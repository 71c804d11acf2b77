//! Buffered streaming decoder for newline-delimited JSON streams.
//!
//! Handles the case where JSON objects are split across TCP chunk boundaries,
//! which is a common issue with Ollama's streaming API.

use serde_json::Value;

use crate::output_parser::streaming::auto_complete_json;

/// Buffered decoder for newline-delimited JSON streams (NDJSON).
///
/// Accumulates raw bytes, splits on newline boundaries, and yields
/// complete JSON lines. Handles the common case where a single JSON
/// object is split across multiple network chunks.
///
/// # Example
///
/// ```
/// use news_digest::StreamingDecoder;
///
/// let mut decoder = StreamingDecoder::new();
///
/// // First chunk: partial JSON
/// let values = decoder.decode(b"{\"response\":");
/// assert!(values.is_empty());
///
/// // Second chunk: completes the line
/// let values = decoder.decode(b"\"hello\"}\n");
/// assert_eq!(values.len(), 1);
/// assert_eq!(values[0]["response"], "hello");
/// ```
pub struct StreamingDecoder {
    buffer: String,
}

impl StreamingDecoder {
    /// Create a new empty decoder.
    pub fn new() -> Self {
        Self {
            buffer: String::new(),
        }
    }

    /// Feed a raw chunk into the decoder and return any complete JSON lines.
    ///
    /// Each returned value is a parsed JSON `Value` from one complete line.
    /// Incomplete lines are buffered until the next chunk arrives.
    pub fn decode(&mut self, chunk: &[u8]) -> Vec<Value> {
        let text = String::from_utf8_lossy(chunk);
        self.buffer.push_str(&text);

        let mut values = Vec::new();

        while let Some(pos) = self.buffer.find('\n') {
            let line: String = self.buffer.drain(..=pos).collect();
            let line = line.trim();
            if line.is_empty() {
                continue;
            }
            if let Ok(val) = serde_json::from_str::<Value>(line) {
                values.push(val);
            }
        }

        values
    }

    /// Flush remaining buffer content, attempting to parse it as JSON.
    ///
    /// Call this after the stream ends to handle any trailing data
    /// not terminated by a newline. If direct parsing fails, attempts
    /// auto-completion of truncated JSON (closing unclosed strings,
    /// brackets, and braces).
    pub fn flush(&mut self) -> Option<Value> {
        let remaining = self.buffer.trim().to_string();
        self.buffer.clear();
        if remaining.is_empty() {
            return None;
        }
        // Try direct parse first
        if let Ok(val) = serde_json::from_str::<Value>(&remaining) {
            return Some(val);
        }
        // Try auto-completing truncated JSON
        if let Some(completed) = auto_complete_json(&remaining) {
            return serde_json::from_str::<Value>(&completed).ok();
        }
        None
    }
}

impl Default for StreamingDecoder {
    fn default() -> Self {
        Self::new()
    }
}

What you should do: Copy out the full listing so that each line matches exactly.

The completed task:
repository 71c804d11acf2b77
//! Buffered streaming decoder for newline-delimited JSON streams.
//!
//! Handles the case where JSON objects are split across TCP chunk boundaries,
//! which is a common issue with Ollama's streaming API.

use serde_json::Value;

use crate::output_parser::streaming::auto_complete_json;

/// Buffered decoder for newline-delimited JSON streams (NDJSON).
///
/// Accumulates raw bytes, splits on newline boundaries, and yields
/// complete JSON lines. Handles the common case where a single JSON
/// object is split across multiple network chunks.
///
/// # Example
///
/// ```
/// use news_digest::StreamingDecoder;
///
/// let mut decoder = StreamingDecoder::new();
///
/// // First chunk: partial JSON
/// let values = decoder.decode(b"{\"response\":");
/// assert!(values.is_empty());
///
/// // Second chunk: completes the line
/// let values = decoder.decode(b"\"hello\"}\n");
/// assert_eq!(values.len(), 1);
/// assert_eq!(values[0]["response"], "hello");
/// ```
pub struct StreamingDecoder {
    buffer: String,
}

impl StreamingDecoder {
    /// Create a new empty decoder.
    pub fn new() -> Self {
        Self {
            buffer: String::new(),
        }
    }

    /// Feed a raw chunk into the decoder and return any complete JSON lines.
    ///
    /// Each returned value is a parsed JSON `Value` from one complete line.
    /// Incomplete lines are buffered until the next chunk arrives.
    pub fn decode(&mut self, chunk: &[u8]) -> Vec<Value> {
        let text = String::from_utf8_lossy(chunk);
        self.buffer.push_str(&text);

        let mut values = Vec::new();

        while let Some(pos) = self.buffer.find('\n') {
            let line: String = self.buffer.drain(..=pos).collect();
            let line = line.trim();
            if line.is_empty() {
                continue;
            }
            if let Ok(val) = serde_json::from_str::<Value>(line) {
                values.push(val);
            }
        }

        values
    }

    /// Flush remaining buffer content, attempting to parse it as JSON.
    ///
    /// Call this after the stream ends to handle any trailing data
    /// not terminated by a newline. If direct parsing fails, attempts
    /// auto-completion of truncated JSON (closing unclosed strings,
    /// brackets, and braces).
    pub fn flush(&mut self) -> Option<Value> {
        let remaining = self.buffer.trim().to_string();
        self.buffer.clear();
        if remaining.is_empty() {
            return None;
        }
        // Try direct parse first
        if let Ok(val) = serde_json::from_str::<Value>(&remaining) {
            return Some(val);
        }
        // Try auto-completing truncated JSON
        if let Some(completed) = auto_complete_json(&remaining) {
            return serde_json::from_str::<Value>(&completed).ok();
        }
        None
    }
}

impl Default for StreamingDecoder {
    fn default() -> Self {
        Self::new()
    }
}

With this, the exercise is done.